As a widow, I had to take steps away from our past to find my own happiness
I was talking to the contractor about remodeling my bathroom, emphasizing that the project needed to be reasonably priced, with an eye towards resale, and above all it had to start soon. The moldy shower was leaking into the dining room, threatening to drown it. Best to keep the remodel in scale with my suburban tract home.
Then my husband George popped up, reminding me about the waterfall feature he wanted for the tub he’d selected, a particularly pricey model that had to be ordered from Europe.
The thing is, George had died four months ago.
The son of family friends, he and I had known each other since I was seven and he was an older man of eleven. We’d started dating in 1981 when I was a high school senior who needed a prom date. A college senior majoring in engineering, he’d graciously agreed to go with me.
I had to either change or reconcile myself to a very lonely existence.
We were together ever since, lasting 32 years until he died of cancer in 2013 at age 53. When he died, I was 49 and for the first time ever, I was alone.
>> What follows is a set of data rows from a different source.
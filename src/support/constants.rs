//! Physical constants in SI base units (CODATA 2018 exact values where defined).

/// Standard acceleration of gravity, m/s².
pub const STANDARD_GRAVITY: f64 = 9.806_65;

/// Coulomb constant `1 / 4πε₀`, N·m²/C².
pub const COULOMB_CONSTANT: f64 = 8.987_551_792_3e9;

/// Speed of light in vacuum, m/s.
pub const SPEED_OF_LIGHT: f64 = 299_792_458.0;

/// Planck constant, J·s.
pub const PLANCK_CONSTANT: f64 = 6.626_070_15e-34;

/// Elementary charge, C.
pub const ELEMENTARY_CHARGE: f64 = 1.602_176_634e-19;

/// Avogadro constant, 1/mol.
pub const AVOGADRO_CONSTANT: f64 = 6.022_140_76e23;

/// Molar gas constant, J/(mol·K).
pub const MOLAR_GAS_CONSTANT: f64 = 8.314_462_618;
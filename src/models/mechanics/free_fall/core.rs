use thiserror::Error;
use uom::si::f64::{Acceleration, Length, Time, Velocity};

use crate::support::constraint::{Constrained, NonNegative, StrictlyPositive};

/// The given final velocity is below the initial velocity, which a body
/// falling from rest or moving downward cannot reach.
#[derive(Debug, Clone, Copy, PartialEq, Error)]
#[error("final velocity ({final_velocity:?}) is slower than initial velocity ({initial_velocity:?})")]
pub struct FinalSlowerThanInitial {
    pub initial_velocity: Velocity,
    pub final_velocity: Velocity,
}

/// Which of final velocity, time and height are known.
#[derive(Debug, Clone, Copy, PartialEq)]
pub enum Known {
    Time(Constrained<Time, StrictlyPositive>),
    Velocity(Constrained<Velocity, NonNegative>),
    Height(Constrained<Length, NonNegative>),
    TimeAndHeight(Constrained<Time, StrictlyPositive>, Constrained<Length, NonNegative>),
    VelocityAndHeight(Constrained<Velocity, NonNegative>, Constrained<Length, NonNegative>),
    VelocityAndTime(Constrained<Velocity, NonNegative>, Constrained<Time, StrictlyPositive>),
}

/// A fully determined fall.
#[derive(Debug, Clone, Copy, PartialEq)]
pub struct Fall {
    pub final_velocity: Velocity,
    pub time: Time,
    pub height: Length,
}

/// Solves uniformly accelerated motion from rest or an initial downward speed.
///
/// # Errors
///
/// Returns [`FinalSlowerThanInitial`] when a known final velocity would
/// require a negative fall time.
pub fn solve(
    initial_velocity: Constrained<Velocity, NonNegative>,
    gravity: Constrained<Acceleration, StrictlyPositive>,
    known: Known,
) -> Result<Fall, FinalSlowerThanInitial> {
    let v0 = initial_velocity.into_inner();
    let g = gravity.into_inner();

    let velocity_from_height = |h: Length| -> Velocity { (v0 * v0 + g * h * 2.0).sqrt() };
    let distance_in = |t: Time| -> Length { v0 * t + g * t * t * 0.5 };
    let time_to_reach = |v: Velocity| -> Result<Time, FinalSlowerThanInitial> {
        if v < v0 {
            return Err(FinalSlowerThanInitial {
                initial_velocity: v0,
                final_velocity: v,
            });
        }
        Ok((v - v0) / g)
    };

    let fall = match known {
        Known::TimeAndHeight(t, h) => Fall {
            final_velocity: velocity_from_height(h.into_inner()),
            time: t.into_inner(),
            height: h.into_inner(),
        },
        Known::VelocityAndHeight(v, h) => Fall {
            final_velocity: v.into_inner(),
            time: time_to_reach(v.into_inner())?,
            height: h.into_inner(),
        },
        Known::VelocityAndTime(v, t) => Fall {
            final_velocity: v.into_inner(),
            time: t.into_inner(),
            height: distance_in(t.into_inner()),
        },
        Known::Time(t) => {
            let t = t.into_inner();
            Fall {
                final_velocity: v0 + g * t,
                time: t,
                height: distance_in(t),
            }
        }
        Known::Velocity(v) => {
            let v = v.into_inner();
            Fall {
                final_velocity: v,
                time: time_to_reach(v)?,
                height: (v * v - v0 * v0) / (g * 2.0),
            }
        }
        Known::Height(h) => {
            let h = h.into_inner();
            let v = velocity_from_height(h);
            Fall {
                final_velocity: v,
                time: (v - v0) / g,
                height: h,
            }
        }
    };

    Ok(fall)
}

#[cfg(test)]
mod tests {
    use super::*;

    use approx::assert_relative_eq;
    use uom::si::{
        acceleration::meter_per_second_squared, length::meter, time::second,
        velocity::meter_per_second,
    };

    fn g() -> Constrained<Acceleration, StrictlyPositive> {
        StrictlyPositive::new(Acceleration::new::<meter_per_second_squared>(9.8)).unwrap()
    }

    fn v(mps: f64) -> Constrained<Velocity, NonNegative> {
        NonNegative::new(Velocity::new::<meter_per_second>(mps)).unwrap()
    }

    fn t(s: f64) -> Constrained<Time, StrictlyPositive> {
        StrictlyPositive::new(Time::new::<second>(s)).unwrap()
    }

    fn h(m: f64) -> Constrained<Length, NonNegative> {
        NonNegative::new(Length::new::<meter>(m)).unwrap()
    }

    #[test]
    fn from_rest_given_time() {
        let fall = solve(NonNegative::zero(), g(), Known::Time(t(2.0))).unwrap();
        assert_relative_eq!(fall.final_velocity.get::<meter_per_second>(), 19.6, epsilon = 1e-12);
        assert_relative_eq!(fall.height.get::<meter>(), 19.6, epsilon = 1e-12);
    }

    #[test]
    fn single_knowns_agree() {
        let from_height = solve(v(3.0), g(), Known::Height(h(45.0))).unwrap();
        let from_velocity = solve(
            v(3.0),
            g(),
            Known::Velocity(NonNegative::new(from_height.final_velocity).unwrap()),
        )
        .unwrap();
        let from_time = solve(
            v(3.0),
            g(),
            Known::Time(StrictlyPositive::new(from_height.time).unwrap()),
        )
        .unwrap();

        assert_relative_eq!(from_velocity.height.get::<meter>(), 45.0, max_relative = 1e-12);
        assert_relative_eq!(from_velocity.time.get::<second>(), from_height.time.get::<second>(), max_relative = 1e-12);
        assert_relative_eq!(from_time.height.get::<meter>(), 45.0, max_relative = 1e-12);
    }

    #[test]
    fn pairs() {
        let fall = solve(NonNegative::zero(), g(), Known::TimeAndHeight(t(1.0), h(4.9))).unwrap();
        assert_relative_eq!(fall.final_velocity.get::<meter_per_second>(), 9.8, epsilon = 1e-12);

        let fall = solve(v(2.0), g(), Known::VelocityAndHeight(v(11.8), h(7.0))).unwrap();
        assert_relative_eq!(fall.time.get::<second>(), 1.0, epsilon = 1e-12);

        let fall = solve(v(2.0), g(), Known::VelocityAndTime(v(11.8), t(1.0))).unwrap();
        assert_relative_eq!(fall.height.get::<meter>(), 6.9, epsilon = 1e-12);
    }

    #[test]
    fn final_slower_than_initial() {
        let err = solve(v(10.0), g(), Known::Velocity(v(5.0))).unwrap_err();
        assert_relative_eq!(err.final_velocity.get::<meter_per_second>(), 5.0);
        assert!(solve(v(10.0), g(), Known::VelocityAndHeight(v(5.0), h(1.0))).is_err());
    }
}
George was my life.
He Was Still With Me
George and I were isolated, with no kids and few friends, and we spent almost all our time together. He was a software engineer happiest at his computer; I was an introverted, former lawyer happiest with a book. We spent our weekends tracking down ingredients for the complicated recipes he liked to cook. Even during the week, we had dinner together every night.
My life without him was empty; I could go for days without talking to another person. I still saw him stirring a pot of his favorite Risotto Milanese at the stove or coding software in our home office. I worried the rest of my life would be a shadow of my past, living with his ghost.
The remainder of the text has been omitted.